Expressions are categorized according to the taxonomy in Figure [fig:categories].
An lvalue (so called, historically, because lvalues could appear on the left-hand side of an assignment expression) designates a function or an object. [ Example: If E is an expression of pointer type, then *E is an lvalue expression referring to the object or function to which E points. As another example, the result of calling a function whose return type is an lvalue reference is an lvalue. — end example ]
An xvalue (an “eXpiring” value) also refers to an object, usually near the end of its lifetime (so that its resources may be moved, for example). An xvalue is the result of certain kinds of expressions involving rvalue references ([dcl.ref]). [ Example: The result of calling a function whose return type is an rvalue reference to an object type is an xvalue ([expr.call]). — end example ]
A glvalue (“generalized” lvalue) is an lvalue or an xvalue.
An rvalue (so called, historically, because rvalues could appear on the right-hand side of an assignment expression) is an xvalue, a temporary object ([class.temporary]) or subobject thereof, or a value that is not associated with an object.
A prvalue (“pure” rvalue) is an rvalue that is not an xvalue. [ Example: The result of calling a function whose return type is not a reference is a prvalue. The value of a literal such as 12, 7.3e5, or true is also a prvalue. — end example ]

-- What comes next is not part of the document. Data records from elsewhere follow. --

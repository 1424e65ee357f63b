//! Surplus reclaimer
//!
//! Everything still available after binding is surplus: it leaves the
//! bandwidth package and is released. Both steps are best-effort per
//! address.

use crate::engine::pool::available_addresses;
use crate::engine::report::{ItemFailure, Step};
use crate::traits::AddressService;
use std::collections::HashSet;
use tracing::{debug, info, warn};

/// Outcome of one reclaim run
#[derive(Debug, Clone, Default, PartialEq, Eq)]
pub struct ReclaimOutcome {
    /// Allocation ids that were released
    pub released: Vec<String>,
    /// Removal or release steps that failed
    pub failures: Vec<ItemFailure>,
    /// Listing pages that failed during the re-query
    pub failed_pages: u32,
}

/// Re-query the pool and release every available address
///
/// An address reported as a member of a bandwidth package is removed from
/// that package first; one reported without membership goes straight to
/// release. Release is attempted even if the removal failed.
///
/// Addresses in `just_bound` are never touched: a listing may still report
/// an address as available right after it was associated.
pub async fn reclaim_surplus(
    addresses: &dyn AddressService,
    bandwidth_package_id: &str,
    page_size: u32,
    just_bound: &HashSet<&str>,
) -> ReclaimOutcome {
    let mut surplus = available_addresses(addresses, page_size).await;
    surplus.items.retain(|address| {
        let bound = just_bound.contains(address.allocation_id.as_str());
        if bound {
            debug!(
                "Address {} is listed as available but was bound this pass, keeping it",
                address.allocation_id
            );
        }
        !bound
    });
    let mut outcome = ReclaimOutcome {
        failed_pages: surplus.failed_pages,
        ..ReclaimOutcome::default()
    };

    if surplus.items.is_empty() {
        info!("No surplus addresses to reclaim");
        return outcome;
    }

    info!("Reclaiming {} surplus address(es)", surplus.items.len());

    for address in &surplus.items {
        info!("Releasing surplus address {} ({})", address.ip, address.allocation_id);

        match address.bandwidth_package_id.as_deref() {
            Some(package_id) => {
                if package_id != bandwidth_package_id {
                    warn!(
                        "Address {} belongs to bandwidth package {}, not {}; removing it from {}",
                        address.allocation_id, package_id, bandwidth_package_id, package_id
                    );
                }

                if let Err(e) = addresses
                    .remove_from_bandwidth_package(&address.allocation_id, package_id)
                    .await
                {
                    warn!(
                        "Could not remove {} from bandwidth package {}: {}",
                        address.allocation_id, package_id, e
                    );
                    outcome.failures.push(ItemFailure::new(
                        address.allocation_id.clone(),
                        Step::LeaveBandwidthPackage,
                        &e,
                    ));
                }
            }
            None => debug!(
                "Address {} is not in a bandwidth package",
                address.allocation_id
            ),
        }

        match addresses.release_address(&address.allocation_id).await {
            Ok(()) => outcome.released.push(address.allocation_id.clone()),
            Err(e) => {
                warn!("Could not release {}: {}", address.allocation_id, e);
                outcome.failures.push(ItemFailure::new(
                    address.allocation_id.clone(),
                    Step::Release,
                    &e,
                ));
            }
        }
    }

    outcome
}
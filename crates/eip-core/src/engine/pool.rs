//! Address pool query
//!
//! Always a fresh listing; the pool is never cached between steps.

use crate::pagination::{Collected, PageRequest, collect_pages};
use crate::traits::{Address, AddressService, AddressStatus};
use tracing::info;

/// List every address currently in the `Available` state
pub async fn available_addresses(
    addresses: &dyn AddressService,
    page_size: u32,
) -> Collected<Address> {
    let status = &AddressStatus::Available;

    let collected = collect_pages(
        "available addresses",
        PageRequest::first(page_size),
        move |page| async move { addresses.describe_addresses(status, page).await },
    )
    .await;

    info!("Address pool has {} available address(es)", collected.items.len());

    collected
}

Every expression belongs to exactly one of the fundamental classifications in this taxonomy: lvalue, xvalue, or prvalue. This property of an expression is called its value category. [ Note: The discussion of each built-in operator in Clause [expr] indicates the category of the value it yields and the value categories of the operands it expects. For example, the built-in assignment operators expect that the left operand is an lvalue and that the right operand is a prvalue and yield an lvalue as the result. User-defined operators are functions, and the categories of values they expect and yield are determined by their parameter and return types. — end note ]
Whenever a glvalue appears in a context where a prvalue is expected, the glvalue is converted to a prvalue; see [conv.lval], [conv.array], and [conv.func]. [ Note: An attempt to bind an rvalue reference to an lvalue is not such a context; see [dcl.init.ref]. — end note ]
The discussion of reference initialization in [dcl.init.ref] and of temporaries in [class.temporary] indicates the behavior of lvalues and rvalues in other significant contexts.
Unless otherwise indicated ([expr.call]), prvalues shall always have complete types or the void type; in addition to these types, glvalues can also have incomplete types. [ Note: class and array prvalues can have cv-qualified types; other prvalues always have cv-unqualified types. See Clause [expr]. — end note ]
An lvalue for an object is necessary in order to modify the object except that an rvalue of class type can also be used to modify its referent under certain circumstances. [ Example: a member function called for an object ([class.mfct]) can modify the object. — end example ]
Functions cannot be modified, but pointers to functions can be modifiable.
A pointer to an incomplete type can be modifiable. At some point in the program when the pointed to type is complete, the object at which the pointer points can also be modified.
The referent of a const-qualified expression shall not be modified (through that expression), except that if it is of class type and has a mutable component, that component can be modified ([dcl.type.cv]).
If an expression can be used to modify the object to which it refers, the expression is called modifiable. A program that attempts to modify an object through a nonmodifiable lvalue or rvalue expression is ill-formed.
If a program attempts to access the stored value of an object through a glvalue of other than one of the following types the behavior is undefined:54
the dynamic type of the object,
a cv-qualified version of the dynamic type of the object,
a type similar (as defined in [conv.qual]) to the dynamic type of the object,
a type that is the signed or unsigned type corresponding to the dynamic type of the object,
a type that is the signed or unsigned type corresponding to a cv-qualified version of the dynamic type of the object,
an aggregate or union type that includes one of the aforementioned types among its elements or non-static data members (including, recursively, an element or non-static data member of a subaggregate or contained union),
a type that is a (possibly cv-qualified) base class type of the dynamic type of the object,
a char or unsigned char type.
The intent of this list is to specify those circumstances in which an object may or may not be aliased.